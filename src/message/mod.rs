//! Messages carried by the bus.
//!
//! The bus never knows the concrete payload type of what it moves. Callers
//! hand it a factory producing an empty instance of the shape they expect,
//! and the codec fills that shape from the received bytes.

use serde::de::DeserializeOwned;
use serde::{Deserialize, Serialize};

/// Anything the bus can publish, push, or deliver.
///
/// The topic doubles as the channel name for broadcast and as the list name
/// for queue operations.
pub trait Message: Serialize + DeserializeOwned + Send + 'static {
    fn topic(&self) -> &str;

    /// Overwrites the topic. The receiving side calls this with the channel
    /// or queue the message actually arrived on.
    fn set_topic(&mut self, topic: &str);

    fn op_code(&self) -> i32 {
        0
    }

    fn session_id(&self) -> &str {
        ""
    }

    fn addressee(&self) -> &str {
        ""
    }
}

/// Produces the empty instance a received message is decoded into.
///
/// Its topic is the default queue for `MessageBus::pop` when no queue name
/// is given.
pub trait MessageFactory<M>: Fn() -> M + Send + Sync + 'static {}

impl<M, F: Fn() -> M + Send + Sync + 'static> MessageFactory<M> for F {}

/// Standard message: routing header plus a typed payload.
#[derive(Clone, Debug, Default, PartialEq, Serialize, Deserialize)]
#[serde(rename_all = "camelCase")]
pub struct Envelope<P> {
    #[serde(default)]
    pub topic: String,
    #[serde(default)]
    pub op_code: i32,
    #[serde(default)]
    pub addressee: String,
    #[serde(default)]
    pub session_id: String,
    pub payload: P,
}

impl<P> Envelope<P> {
    pub fn new(topic: impl Into<String>, payload: P) -> Self {
        Self {
            topic: topic.into(),
            op_code: 0,
            addressee: String::new(),
            session_id: String::new(),
            payload,
        }
    }

    pub fn with_op_code(mut self, op_code: i32) -> Self {
        self.op_code = op_code;
        self
    }

    pub fn with_session_id(mut self, session_id: impl Into<String>) -> Self {
        self.session_id = session_id.into();
        self
    }

    pub fn with_addressee(mut self, addressee: impl Into<String>) -> Self {
        self.addressee = addressee.into();
        self
    }
}

impl<P: Default> Envelope<P> {
    /// Empty envelope bound to `topic`, suitable as a factory result.
    pub fn empty(topic: impl Into<String>) -> Self {
        Self::new(topic, P::default())
    }
}

impl<P> Message for Envelope<P>
where
    P: Serialize + DeserializeOwned + Send + 'static,
{
    fn topic(&self) -> &str {
        &self.topic
    }

    fn set_topic(&mut self, topic: &str) {
        self.topic = topic.to_string();
    }

    fn op_code(&self) -> i32 {
        self.op_code
    }

    fn session_id(&self) -> &str {
        &self.session_id
    }

    fn addressee(&self) -> &str {
        &self.addressee
    }
}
○ ○ ○ ○
Wherever "DeserializeOwned" appears in the listing, report the line it is on.

▸ ANSWER TO THIS EXERCISE
use serde::de::DeserializeOwned;
pub trait Message: Serialize + DeserializeOwned + Send + 'static {
    P: Serialize + DeserializeOwned + Send + 'static,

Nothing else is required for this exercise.